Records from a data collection
▬▬▬
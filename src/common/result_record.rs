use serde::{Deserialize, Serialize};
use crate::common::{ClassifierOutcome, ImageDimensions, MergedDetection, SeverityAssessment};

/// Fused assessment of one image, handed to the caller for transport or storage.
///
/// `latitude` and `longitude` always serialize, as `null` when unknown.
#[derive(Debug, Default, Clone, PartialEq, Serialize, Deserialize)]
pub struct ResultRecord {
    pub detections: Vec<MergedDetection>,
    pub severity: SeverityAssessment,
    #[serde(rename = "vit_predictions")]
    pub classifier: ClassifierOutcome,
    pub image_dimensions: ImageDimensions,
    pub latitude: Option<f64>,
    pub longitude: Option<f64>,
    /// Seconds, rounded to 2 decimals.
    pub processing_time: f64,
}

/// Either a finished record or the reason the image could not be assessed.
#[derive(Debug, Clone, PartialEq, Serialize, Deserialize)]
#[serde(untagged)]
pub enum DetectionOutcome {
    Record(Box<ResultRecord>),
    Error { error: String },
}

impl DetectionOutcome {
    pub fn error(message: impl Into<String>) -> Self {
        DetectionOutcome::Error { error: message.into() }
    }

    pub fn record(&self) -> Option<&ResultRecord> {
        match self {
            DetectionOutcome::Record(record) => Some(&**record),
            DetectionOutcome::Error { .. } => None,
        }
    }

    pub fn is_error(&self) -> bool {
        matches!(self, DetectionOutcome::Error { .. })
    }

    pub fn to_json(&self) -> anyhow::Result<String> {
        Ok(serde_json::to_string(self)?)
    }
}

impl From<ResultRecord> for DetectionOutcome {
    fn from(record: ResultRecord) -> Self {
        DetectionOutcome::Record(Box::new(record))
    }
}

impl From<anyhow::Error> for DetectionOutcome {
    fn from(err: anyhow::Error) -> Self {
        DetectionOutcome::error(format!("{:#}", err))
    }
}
▬▬▬
#### Task directions
Set every record down again, exactly as given.

#### Exercise answer
filename src/common/result_record.rs
use serde::{Deserialize, Serialize};
use crate::common::{ClassifierOutcome, ImageDimensions, MergedDetection, SeverityAssessment};

/// Fused assessment of one image, handed to the caller for transport or storage.
///
/// `latitude` and `longitude` always serialize, as `null` when unknown.
#[derive(Debug, Default, Clone, PartialEq, Serialize, Deserialize)]
pub struct ResultRecord {
    pub detections: Vec<MergedDetection>,
    pub severity: SeverityAssessment,
    #[serde(rename = "vit_predictions")]
    pub classifier: ClassifierOutcome,
    pub image_dimensions: ImageDimensions,
    pub latitude: Option<f64>,
    pub longitude: Option<f64>,
    /// Seconds, rounded to 2 decimals.
    pub processing_time: f64,
}

/// Either a finished record or the reason the image could not be assessed.
#[derive(Debug, Clone, PartialEq, Serialize, Deserialize)]
#[serde(untagged)]
pub enum DetectionOutcome {
    Record(Box<ResultRecord>),
    Error { error: String },
}

impl DetectionOutcome {
    pub fn error(message: impl Into<String>) -> Self {
        DetectionOutcome::Error { error: message.into() }
    }

    pub fn record(&self) -> Option<&ResultRecord> {
        match self {
            DetectionOutcome::Record(record) => Some(&**record),
            DetectionOutcome::Error { .. } => None,
        }
    }

    pub fn is_error(&self) -> bool {
        matches!(self, DetectionOutcome::Error { .. })
    }

    pub fn to_json(&self) -> anyhow::Result<String> {
        Ok(serde_json::to_string(self)?)
    }
}

impl From<ResultRecord> for DetectionOutcome {
    fn from(record: ResultRecord) -> Self {
        DetectionOutcome::Record(Box::new(record))
    }
}

impl From<anyhow::Error> for DetectionOutcome {
    fn from(err: anyhow::Error) -> Self {
        DetectionOutcome::error(format!("{:#}", err))
    }
}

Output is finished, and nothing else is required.